Child work in indigenous American cultures
Child work covers the application of physical and mental contributions by children towards achieving a personal or communal goal. As a form of prosocial behavior, children's work is often a vital contribution towards community productivity and typically involves non-exploitative motivations for children's engagement in work activities.[1] Activities can range from domestic household chores to participation in family and community endeavors. Inge Bolin notes that children's work can blur the boundaries between learning, play, and work in a form of productive interaction between children and adults.[2] Such activities do not have to be mutually exclusive.[3][4]
Child work and indigenous American communities
Children's work is a valued means of learning and child-rearing in many Indigenous American communities. It is seen as eagerly contributing in a collaborative and flexible environment, aimed at the children learning consideration, responsibility, and skills with the guidance and support of adults.[5] Indigenous American children are motivated to participate in the community because of cultural values, for example, everyone does something to participate, and wanting to be an equal member of society.[6] The children do not see it as working, but as helping, because they feel responsible for what happens within their communities.[7] As demonstrated by a Mexican Nahua community, children are encouraged to begin child work at the age of two for about 6 to 7 hours a day. They do not need to be convinced to help, but want to be involved in the activity. Child work can be household help, taking care of family members, or helping in community endeavors.[8]

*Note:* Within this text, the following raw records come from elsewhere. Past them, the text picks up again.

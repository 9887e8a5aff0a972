use crate::error::ValidationError;
use crate::leave::Leave;
use crate::project::Project;
use crate::resource::Resource;
use crate::task::Task;
use std::collections::HashSet;

pub fn validate_task(task: &Task) -> Result<(), ValidationError> {
    if task.id.trim().is_empty() {
        return Err(ValidationError::EmptyId { kind: "task" });
    }
    if task.duration_hours == 0 {
        return Err(ValidationError::NonPositiveDuration {
            task_id: task.id.clone(),
        });
    }
    if task.dependencies.iter().any(|dep| dep == &task.id) {
        return Err(ValidationError::SelfDependency {
            task_id: task.id.clone(),
        });
    }
    Ok(())
}

/// Checks every task on its own, then id uniqueness and dependency references.
pub fn validate_task_collection(tasks: &[Task]) -> Result<(), ValidationError> {
    let mut seen_ids = HashSet::with_capacity(tasks.len());
    for task in tasks {
        validate_task(task)?;
        if !seen_ids.insert(task.id.as_str()) {
            return Err(ValidationError::DuplicateId {
                kind: "task",
                id: task.id.clone(),
            });
        }
    }
    for task in tasks {
        for dep in &task.dependencies {
            if !seen_ids.contains(dep.as_str()) {
                return Err(ValidationError::UnknownDependency {
                    task_id: task.id.clone(),
                    dependency: dep.clone(),
                });
            }
        }
    }
    Ok(())
}

pub fn validate_resources(resources: &[Resource]) -> Result<(), ValidationError> {
    let mut seen_ids = HashSet::with_capacity(resources.len());
    for resource in resources {
        if resource.id.trim().is_empty() {
            return Err(ValidationError::EmptyId { kind: "resource" });
        }
        if !seen_ids.insert(resource.id.as_str()) {
            return Err(ValidationError::DuplicateId {
                kind: "resource",
                id: resource.id.clone(),
            });
        }
    }
    Ok(())
}

pub fn validate_leave(leave: &Leave) -> Result<(), ValidationError> {
    if leave.end_date < leave.start_date {
        return Err(ValidationError::LeaveRange {
            leave_id: leave.id.clone(),
            start: leave.start_date,
            end: leave.end_date,
        });
    }
    Ok(())
}

pub fn validate_leaves(leaves: &[Leave]) -> Result<(), ValidationError> {
    let mut seen_ids = HashSet::with_capacity(leaves.len());
    for leave in leaves {
        validate_leave(leave)?;
        if !seen_ids.insert(leave.id.as_str()) {
            return Err(ValidationError::DuplicateId {
                kind: "leave",
                id: leave.id.clone(),
            });
        }
    }
    Ok(())
}

pub fn validate_project(project: &Project) -> Result<(), ValidationError> {
    if project.work_week.working_days.is_empty() {
        return Err(ValidationError::EmptyWorkWeek {
            project_id: project.id.clone(),
        });
    }
    if let Some(&index) = project.work_week.working_days.iter().find(|d| **d > 6) {
        return Err(ValidationError::InvalidWeekday {
            project_id: project.id.clone(),
            index,
        });
    }
    Ok(())
}

pub fn validate_projects(projects: &[Project]) -> Result<(), ValidationError> {
    let mut seen_ids = HashSet::with_capacity(projects.len());
    for project in projects {
        validate_project(project)?;
        if !seen_ids.insert(project.id.as_str()) {
            return Err(ValidationError::DuplicateId {
                kind: "project",
                id: project.id.clone(),
            });
        }
    }
    Ok(())
}

#[cfg(test)]
mod tests {
    use super::*;
    use chrono::NaiveDate;

    fn d(y: i32, m: u32, day: u32) -> NaiveDate {
        NaiveDate::from_ymd_opt(y, m, day).unwrap()
    }

    #[test]
    fn zero_duration_is_rejected() {
        let err = validate_task(&Task::new("T1", "Empty", 0)).unwrap_err();
        assert!(matches!(err, ValidationError::NonPositiveDuration { .. }));
    }

    #[test]
    fn duplicate_task_ids_are_rejected() {
        let tasks = vec![Task::new("T1", "A", 1), Task::new("T1", "B", 2)];
        let err = validate_task_collection(&tasks).unwrap_err();
        assert_eq!(
            err,
            ValidationError::DuplicateId {
                kind: "task",
                id: "T1".into()
            }
        );
    }

    #[test]
    fn unknown_dependency_is_rejected() {
        let tasks = vec![Task::new("T1", "A", 1).depends_on(["T9"])];
        let err = validate_task_collection(&tasks).unwrap_err();
        assert!(matches!(err, ValidationError::UnknownDependency { .. }));
    }

    #[test]
    fn self_dependency_is_rejected() {
        let err = validate_task(&Task::new("T1", "A", 1).depends_on(["T1"])).unwrap_err();
        assert!(matches!(err, ValidationError::SelfDependency { .. }));
    }

    #[test]
    fn inverted_leave_is_rejected() {
        let leave = Leave::new("L1", "R1", d(2024, 3, 8), d(2024, 3, 4));
        assert!(matches!(
            validate_leave(&leave),
            Err(ValidationError::LeaveRange { .. })
        ));
        let single_day = Leave::new("L2", "R1", d(2024, 3, 4), d(2024, 3, 4));
        assert!(validate_leave(&single_day).is_ok());
    }

    #[test]
    fn project_needs_a_valid_work_week() {
        let mut project = Project::new("P1", "Alpha", d(2024, 3, 4));
        project.work_week.working_days.clear();
        assert!(matches!(
            validate_project(&project),
            Err(ValidationError::EmptyWorkWeek { .. })
        ));
        project.work_week.working_days = vec![0, 7];
        assert!(matches!(
            validate_project(&project),
            Err(ValidationError::InvalidWeekday { index: 7, .. })
        ));
    }
}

Indigenous American children learn functional life skills through real-time observation of adults and interactive participation of these learned skills within the community.[9] Active contributions to family and community work directly affects children's cognitive maturity by allowing children agency over their own development.[10] This maturity at a younger age allows children to perform, potentially, higher skilled tasks. For example, younger children have shown initiative by helping strangers to make them feel like a part of the community. Children do this by offering to help strangers or by treating them like family.[11] This maturity comes from the community fully incorporating children at a young age and allowing them to participate in everyday tasks.[12] The community trusts their children and treats them as equals, so the children want to engage in the community as much as they can. For example, parents trust their children to translate and negotiate bills with people, when the parents cannot speak the language.[13]

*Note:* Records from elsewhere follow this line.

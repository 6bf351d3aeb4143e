//! Detection engine module
//!
//! Evaluates canonical events against the rule set. Two layers, cheapest
//! first: exact membership of the event ID in the suspicious set, then
//! case-insensitive pattern categories over the combined text fields.
//! Evaluation is total and never raises; availability of the pipeline wins
//! over completeness of detection.

use crate::models::CanonicalEvent;
use crate::rules::RuleSet;
use std::sync::Arc;
use tracing::debug;

/// Target name for engine operational logs
const TARGET_ENGINE: &str = "engine";

/// Detection engine holding an immutable, pre-compiled rule set.
pub struct Engine {
    rules: Arc<RuleSet>,
}

impl Engine {
    pub fn new(rules: Arc<RuleSet>) -> Self {
        Self { rules }
    }

    pub fn rules(&self) -> &RuleSet {
        &self.rules
    }

    /// Judge a single event. Short-circuits on the first layer that fires.
    pub fn is_suspicious(&self, event: &CanonicalEvent) -> bool {
        if self.rules.contains_event_id(event.event_id) {
            debug!(
                target: TARGET_ENGINE,
                event_id = event.event_id,
                "Suspicious event ID matched"
            );
            return true;
        }

        // Indicators can surface in any of the three text fields depending
        // on how the source telemetry populated them, so they are searched
        // as one combined string.
        let haystack = format!(
            "{} {} {}",
            event.command_line, event.image, event.process_name
        )
        .to_lowercase();

        for category in self.rules.categories() {
            if category.matches(&haystack) {
                debug!(
                    target: TARGET_ENGINE,
                    event_id = event.event_id,
                    category = category.name(),
                    "Pattern category matched"
                );
                return true;
            }
        }

        false
    }
}

#[cfg(test)]
mod tests {
    use super::*;

    fn engine() -> Engine {
        Engine::new(Arc::new(RuleSet::builtin()))
    }

    fn event(event_id: i64, image: &str, process_name: &str, command_line: &str) -> CanonicalEvent {
        CanonicalEvent {
            event_id,
            utc_time: String::new(),
            image: image.to_string(),
            process_name: process_name.to_string(),
            command_line: command_line.to_string(),
        }
    }

    #[test]
    fn test_suspicious_ids_match_regardless_of_other_fields() {
        let engine = engine();
        for id in [1, 3, 11, 4624, 4688, 4663] {
            assert!(engine.is_suspicious(&event(id, "", "", "")));
        }
    }

    #[test]
    fn test_benign_event_does_not_match() {
        let engine = engine();
        let benign = event(
            999,
            "C:\\Tools\\normal.exe",
            "normal.exe",
            "normal.exe --verbose",
        );
        assert!(!engine.is_suspicious(&benign));
    }

    #[test]
    fn test_sentinel_id_is_not_suspicious() {
        let engine = engine();
        assert!(!engine.is_suspicious(&event(-1, "", "", "")));
    }

    #[test]
    fn test_pattern_in_command_line() {
        let engine = engine();
        let e = event(999, "", "", "tunnel.exe --remote-host example.com");
        assert!(engine.is_suspicious(&e));
    }

    #[test]
    fn test_pattern_in_image() {
        let engine = engine();
        let e = event(999, "C:\\Tools\\dump.exe", "", "");
        assert!(engine.is_suspicious(&e));
    }

    #[test]
    fn test_pattern_in_process_name() {
        let engine = engine();
        let e = event(999, "", "extract.exe", "");
        assert!(engine.is_suspicious(&e));
    }

    #[test]
    fn test_matching_is_case_insensitive() {
        let engine = engine();
        let e = event(999, "", "", "RUNAS /user:Administrator cmd.exe");
        assert!(engine.is_suspicious(&e));
    }

    #[test]
    fn test_encoded_powershell_detected() {
        let engine = engine();
        let e = event(
            999,
            "C:\\Windows\\System32\\WindowsPowerShell\\v1.0\\powershell.exe",
            "powershell.exe",
            "powershell.exe -enc SQBFAFgA",
        );
        assert!(engine.is_suspicious(&e));
    }

    #[test]
    fn test_lateral_movement_admin_share_detected() {
        let engine = engine();
        let e = event(999, "", "", "copy payload.dll \\\\host01\\C$");
        assert!(engine.is_suspicious(&e));
    }

    #[test]
    fn test_net_user_add_detected() {
        let engine = engine();
        let e = event(999, "", "", "net user backdoor hunter2 /add");
        assert!(engine.is_suspicious(&e));
    }

    #[test]
    fn test_whoami_priv_detected() {
        let engine = engine();
        let e = event(999, "", "", "whoami /priv");
        assert!(engine.is_suspicious(&e));
    }

    #[test]
    fn test_empty_rule_set_matches_nothing() {
        let mut file = tempfile::NamedTempFile::new().unwrap();
        use std::io::Write;
        writeln!(file, "suspicious_event_ids: []").unwrap();
        let rules = RuleSet::from_path(file.path()).unwrap();
        let engine = Engine::new(Arc::new(rules));
        assert!(!engine.is_suspicious(&event(1, "tunnel.exe", "", "runas")));
    }
}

For example, the maturity that indigenous American children develop is demonstrated in Zinacantec Mayan communities, where children learn complex motor skills and techniques for weaving through keen observation of working adults and by executing the skills themselves.[14] Also, in Peru, young Chillihuani boys learn how to build shelters and homes by actively assisting adults during the building process by moving and placing appropriate size stones.[15] Ethnographic studies show that Indigenous American children learn intently through keen observation in activities by other children.[16]

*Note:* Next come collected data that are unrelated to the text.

//! Logwarden library interface
//!
//! Exposes core modules for use by binaries and tests.

pub mod config;
pub mod consumer;
pub mod engine;
pub mod models;
pub mod normalizer;
pub mod producer;
pub mod rules;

Children's work is also attributed to learning cultural values in addition to individual personality development. Many Indigenous children in Peru develop a sense of responsibility by participating in work often motivated by an internal and external drive to be an active participant in the community.[17] Paradise & De Haan refer to this process as practicing responsibility and reciprocity through role-taking as an observing helper or active performer.[18] Through participation in work, most children in Indigenous American communities identify as cooperative members of a community through first-hand exposure to the direct impact of their action or inaction in community responsibilities.[19] In Guatemalan Mayan communities, children are often expected to take part in these practices. When schools became prevalent, children who were not seen as providing valuable contributions to family and community endeavors may only then be sent away to school to make use of their time.[20]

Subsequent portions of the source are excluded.